--- START ---
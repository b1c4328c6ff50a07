use std::fmt;
use std::path::PathBuf;

/// Result type for docstats-catalog operations
pub type Result<T> = std::result::Result<T, Error>;

/// Error types that can occur while loading a catalog
#[derive(Debug)]
pub enum Error {
    /// Catalog file could not be read
    Read {
        path: PathBuf,
        source: std::io::Error,
    },

    /// Catalog content is not valid JSON
    Parse(serde_json::Error),

    /// Catalog JSON has the wrong shape
    InvalidFormat(String),

    /// A record has a missing or malformed field
    /// (including dates that are not `YYYY-MM-DD`)
    MalformedRecord {
        index: usize,
        source: serde_json::Error,
    },

    /// A record parsed but violates a catalog invariant
    InvalidRecord {
        index: usize,
        path: String,
        reason: String,
    },

    /// Two records share the same path
    DuplicatePath { path: String, first: usize, second: usize },
}

impl fmt::Display for Error {
    fn fmt(&self, f: &mut fmt::Formatter<'_>) -> fmt::Result {
        match self {
            Error::Read { path, source } => {
                write!(f, "Failed to read catalog {}: {}", path.display(), source)
            }
            Error::Parse(err) => write!(f, "Catalog parse error: {}", err),
            Error::InvalidFormat(msg) => write!(f, "Invalid catalog format: {}", msg),
            Error::MalformedRecord { index, source } => {
                let msg = source.to_string();
                // chrono reports bad dates without naming the field
                if is_date_error(&msg) {
                    write!(
                        f,
                        "Malformed record #{}: {} (dates must be formatted as YYYY-MM-DD)",
                        index, msg
                    )
                } else {
                    write!(f, "Malformed record #{}: {}", index, msg)
                }
            }
            Error::InvalidRecord {
                index,
                path,
                reason,
            } => write!(f, "Invalid record #{} ({}): {}", index, path, reason),
            Error::DuplicatePath {
                path,
                first,
                second,
            } => write!(
                f,
                "Duplicate page path {} (records #{} and #{})",
                path, first, second
            ),
        }
    }
}

fn is_date_error(msg: &str) -> bool {
    msg.contains("input contains invalid characters")
        || msg.contains("premature end of input")
        || msg.contains("input is out of range")
        || msg.contains("no possible date")
        || msg.contains("trailing input")
}

impl std::error::Error for Error {
    fn source(&self) -> Option<&(dyn std::error::Error + 'static)> {
        match self {
            Error::Read { source, .. } => Some(source),
            Error::Parse(err) => Some(err),
            Error::MalformedRecord { source, .. } => Some(source),
            Error::InvalidFormat(_) | Error::InvalidRecord { .. } | Error::DuplicatePath { .. } => {
                None
            }
        }
    }
}

impl From<serde_json::Error> for Error {
    fn from(err: serde_json::Error) -> Self {
        Error::Parse(err)
    }
}

#[cfg(test)]
mod tests {
    use super::*;

    #[test]
    fn test_bad_date_message_mentions_format() {
        let source = serde_json::from_str::<chrono::NaiveDate>("\"2024-1x-01\"").unwrap_err();
        let msg = Error::MalformedRecord { index: 2, source }.to_string();

        assert!(msg.starts_with("Malformed record #2:"));
        assert!(msg.contains("YYYY-MM-DD"));
    }

    #[test]
    fn test_missing_field_message_has_no_date_hint() {
        let source = serde_json::from_str::<docstats_types::PageRecord>("{}").unwrap_err();
        let msg = Error::MalformedRecord { index: 0, source }.to_string();

        assert!(msg.contains("missing field"));
        assert!(!msg.contains("YYYY-MM-DD"));
    }

    #[test]
    fn test_duplicate_path_message() {
        let err = Error::DuplicatePath {
            path: "/learn/x".to_string(),
            first: 0,
            second: 3,
        };
        assert_eq!(
            err.to_string(),
            "Duplicate page path /learn/x (records #0 and #3)"
        );
    }
}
--- END ---
▸ What you are asked to do
In which lines of the material above does the string "dates" occur? Copy them all.

▸ Task output
    /// (including dates that are not `YYYY-MM-DD`)
                // chrono reports bad dates without naming the field
                        "Malformed record #{}: {} (dates must be formatted as YYYY-MM-DD)",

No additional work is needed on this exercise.